In this post, we will look at failure modes and data recovery.
Persistent storage forms the basis for ensuring the long-term retention of data in the enterprise. Before the development and formalisation of RAID in 1987, enterprise customers (mainly mainframe-based) had to rely on data recovery from backups in the event of a hardware failure. Modern IT systems offer highly resilient storage using RAID or other data redundancy techniques to ensure close to 100% uptime, with little or no need to recover data from backups after hardware failures.
Keeping systems running after a system or component failure is only one aspect of data resiliency. Although modern disk drives and SSDs are incredibly reliable, both types of devices can produce intermittent errors, failing to read disk sectors or producing unrecoverable bit errors (UBE), where a read request fails.
Modern hard drives offer reliability ratings based on AFR – Annual Failure Rate, typically around 0.44%. This means in a set of 1000 unprotected drives that 4-5 devices will fail each year. This is, of course, an average, and some customers will see greater or lower failure rates in their infrastructure. Unrecoverable bit error rates (UBERs) are typically around 10^15, or one failed sector read in 500 reads of an entire 2TB HDD. The UBER risk may seem small but isn’t evenly distributed across drives and sectors. So, some drives may see many more errors than others and in a much shorter time frame.

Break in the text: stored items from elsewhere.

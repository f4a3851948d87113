//! UI-facing filter descriptor

use serde::{Deserialize, Serialize};
use serde_json::Value;
use validator::Validate;

/// One column/operator/value triple
#[derive(Debug, Clone, PartialEq, Serialize, Deserialize, Validate)]
#[serde(rename_all = "camelCase")]
pub struct FilterCondition {
    /// Field name on the entity, matched exactly
    #[validate(length(min = 1, message = "column must not be empty"))]
    pub column: String,

    /// Operator name, e.g. `contains`, `eq`, `gte`
    #[validate(length(min = 1, message = "operator must not be empty"))]
    pub operator: String,

    /// Compared against the column; strings are coerced to the column's type
    #[serde(default)]
    pub value: Value,
}

impl FilterCondition {
    pub fn new(column: impl Into<String>, operator: impl Into<String>, value: impl Into<Value>) -> Self {
        Self {
            column: column.into(),
            operator: operator.into(),
            value: value.into(),
        }
    }
}

/// A grid's filter, sort and page state.
///
/// Deserializes from the JSON a table component posts:
///
/// ```json
/// {
///   "filters": [{ "column": "title", "operator": "contains", "value": "rust" }],
///   "sortBy": "created_at",
///   "sortDir": "desc",
///   "page": 2,
///   "pageSize": 10
/// }
/// ```
#[derive(Debug, Clone, Default, PartialEq, Serialize, Deserialize, Validate)]
#[serde(rename_all = "camelCase")]
pub struct TableFilter {
    #[serde(default)]
    #[validate(nested)]
    pub filters: Vec<FilterCondition>,

    #[serde(default, skip_serializing_if = "Option::is_none")]
    pub sort_by: Option<String>,

    /// `asc` or `desc`; ascending when absent
    #[serde(default, skip_serializing_if = "Option::is_none")]
    pub sort_dir: Option<String>,

    /// 1-based page number
    #[serde(default, skip_serializing_if = "Option::is_none")]
    pub page: Option<usize>,

    #[serde(default, skip_serializing_if = "Option::is_none")]
    #[validate(range(max = 10_000, message = "pageSize is too large"))]
    pub page_size: Option<usize>,
}

impl TableFilter {
    pub fn new() -> Self {
        Self::default()
    }

    pub fn with_condition(mut self, condition: FilterCondition) -> Self {
        self.filters.push(condition);
        self
    }

    pub fn with_sort(mut self, sort_by: impl Into<String>, sort_dir: impl Into<String>) -> Self {
        self.sort_by = Some(sort_by.into());
        self.sort_dir = Some(sort_dir.into());
        self
    }

    pub fn with_page(mut self, page: usize, page_size: usize) -> Self {
        self.page = Some(page);
        self.page_size = Some(page_size);
        self
    }
}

Solid-state disks offer similar levels of AFR to hard drives. UBER rates are generally much better at around 10^17, although SSDs have limited endurance compared to HDDs.

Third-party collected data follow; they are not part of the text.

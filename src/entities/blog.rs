//! Wiring for the blog's entity services

use crate::config::QueryConfig;
use crate::core::service::EntityService;
use crate::entities::comment::Comment;
use crate::entities::message::Message;
use crate::entities::post::{self, Post};
use crate::entities::profile::{self, Profile};
use crate::entities::tag::{PostTag, Tag};
use crate::storage::in_memory::InMemoryRepository;
use std::sync::Arc;

pub type PostService = EntityService<Post, InMemoryRepository<Post>>;
pub type CommentService = EntityService<Comment, InMemoryRepository<Comment>>;
pub type TagService = EntityService<Tag, InMemoryRepository<Tag>>;
pub type PostTagService = EntityService<PostTag, InMemoryRepository<PostTag>>;
pub type MessageService = EntityService<Message, InMemoryRepository<Message>>;
pub type ProfileService = EntityService<Profile, InMemoryRepository<Profile>>;

/// One service per blog entity, all backed by in-memory repositories.
///
/// Relation includes are registered here:
/// - posts: `comments`, `tags`
/// - profiles: `posts`
#[derive(Clone)]
pub struct BlogServices {
    pub posts: PostService,
    pub comments: CommentService,
    pub tags: TagService,
    pub post_tags: PostTagService,
    pub messages: MessageService,
    pub profiles: ProfileService,
}

impl BlogServices {
    pub fn in_memory(config: QueryConfig) -> Self {
        let comments = InMemoryRepository::<Comment>::with_config(config.clone());
        let tags = InMemoryRepository::<Tag>::with_config(config.clone());
        let post_tags = InMemoryRepository::<PostTag>::with_config(config.clone());
        let messages = InMemoryRepository::<Message>::with_config(config.clone());

        let posts = InMemoryRepository::<Post>::with_config(config.clone())
            .with_include("comments", post::load_comments(comments.clone()))
            .with_include("tags", post::load_tags(post_tags.clone(), tags.clone()));

        let profiles = InMemoryRepository::<Profile>::with_config(config.clone())
            .with_include("posts", profile::load_posts(posts.clone()));

        tracing::debug!(
            post_includes = ?posts.include_paths(),
            profile_includes = ?profiles.include_paths(),
            "Initialized in-memory blog services"
        );

        Self {
            posts: EntityService::new(Arc::new(posts), config.clone()),
            comments: EntityService::new(Arc::new(comments), config.clone()),
            tags: EntityService::new(Arc::new(tags), config.clone()),
            post_tags: EntityService::new(Arc::new(post_tags), config.clone()),
            messages: EntityService::new(Arc::new(messages), config.clone()),
            profiles: EntityService::new(Arc::new(profiles), config),
        }
    }
}

impl Default for BlogServices {
    fn default() -> Self {
        Self::in_memory(QueryConfig::default())
    }
}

In addition to device/component failures and media read errors, a third recovery scenario occurs with distributed storage solutions such as StorPool. In a distributed architecture, nodes communicate over the network to replicate and share data. If a node drops out of the system for a short time, either for planned work or due to a network or server error, any changed or new data is immediately out of synchronisation. Distributed systems must re-establish consistency without compromising data integrity. This scenario can also happen when individual drives are unexpectedly removed, either in error or due to a systems fault.
Data Management Processes
From the challenges already described in managing media and server nodes, we can summarise the expected tasks that need to be performed in a distributed storage solution.

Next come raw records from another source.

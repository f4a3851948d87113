//! Tags and the post/tag join entity

use crate::core::specification::Specification;
use uuid::Uuid;

crate::impl_entity!(
    Tag,
    "tag",
    "tags",
    {
        name: String,
    }
);

crate::impl_entity!(
    PostTag,
    "post_tag",
    "post_tags",
    {
        post_id: Uuid,
        tag_id: Uuid,
    }
);

/// Tag with exactly this name
pub fn name_is(name: impl Into<String>) -> Specification<Tag> {
    let name = name.into();
    Specification::named(format!("tag named {:?}", name), move |t: &Tag| t.name == name)
}

pub fn name_starts_with(prefix: impl Into<String>) -> Specification<Tag> {
    let prefix = prefix.into();
    Specification::named(format!("tag starts with {:?}", prefix), move |t: &Tag| {
        t.name.starts_with(prefix.as_str())
    })
}

/// Join rows for one post
pub fn tags_of_post(post_id: Uuid) -> Specification<PostTag> {
    Specification::named("post_tag for post", move |pt: &PostTag| pt.post_id == post_id)
}

/// Join rows for one tag
pub fn posts_with_tag(tag_id: Uuid) -> Specification<PostTag> {
    Specification::named("post_tag for tag", move |pt: &PostTag| pt.tag_id == tag_id)
}
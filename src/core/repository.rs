//! Generic repository trait shared by every entity service

use crate::core::entity::Entity;
use crate::core::error::{QueryError, StoreError};
use crate::core::query::{PagedResult, SearchQuery};
use async_trait::async_trait;
use uuid::Uuid;

/// Storage-agnostic repository for one entity type
///
/// Implementations provide CRUD operations plus [`search`](Self::search),
/// which runs a [`SearchQuery`] through the query engine.
#[async_trait]
pub trait Repository<T: Entity>: Send + Sync {
    /// Insert a new entity; fails if its id is already present
    async fn create(&self, entity: T) -> Result<T, StoreError>;

    /// Get an entity by ID
    async fn get(&self, id: &Uuid) -> Result<Option<T>, StoreError>;

    /// List all entities, unordered
    async fn list(&self) -> Result<Vec<T>, StoreError>;

    /// Replace an existing entity
    async fn update(&self, id: &Uuid, entity: T) -> Result<T, StoreError>;

    /// Delete an entity
    async fn delete(&self, id: &Uuid) -> Result<(), StoreError>;

    /// Filter, include, order, count and page
    async fn search(&self, query: &SearchQuery<T>) -> Result<PagedResult<T>, QueryError>;
}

- Data resiliency – implementation of RAID or data mirroring.
- Data recovery – automated recovery from device failure using redundant data.
- Data consistency – recovering from node failure.
- Data integrity – validating written data is correctly stored on persistent media.
We will look at each of these four requirements and show how StorPool addresses each of them.
The standard process for protecting data in modern storage systems is to use data redundancy, either through a RAID architecture or through data mirroring. In the first post of this series, we looked at data resiliency and placement across placement groups and disk sets.
This placement process ensures that logical volumes use all available storage performance (a process called wide striping) while maintaining resiliency. Data is distributed across nodes, so any single media or node failure will not result in data loss.
However, as clusters grow and become more complex, individual workloads may need additional protection, whereas some temporary workloads could run with no data protection in place. StorPool provides all these capabilities and allows changes to be made dynamically using Placement Groups and Templates.
It’s also possible to drop physical drives from logical volumes. This ability could be needed where a drive is known to be failing and exhibiting errors. This drive can be removed from critical or highly active volumes, while redundancy for that data is rebuilt elsewhere.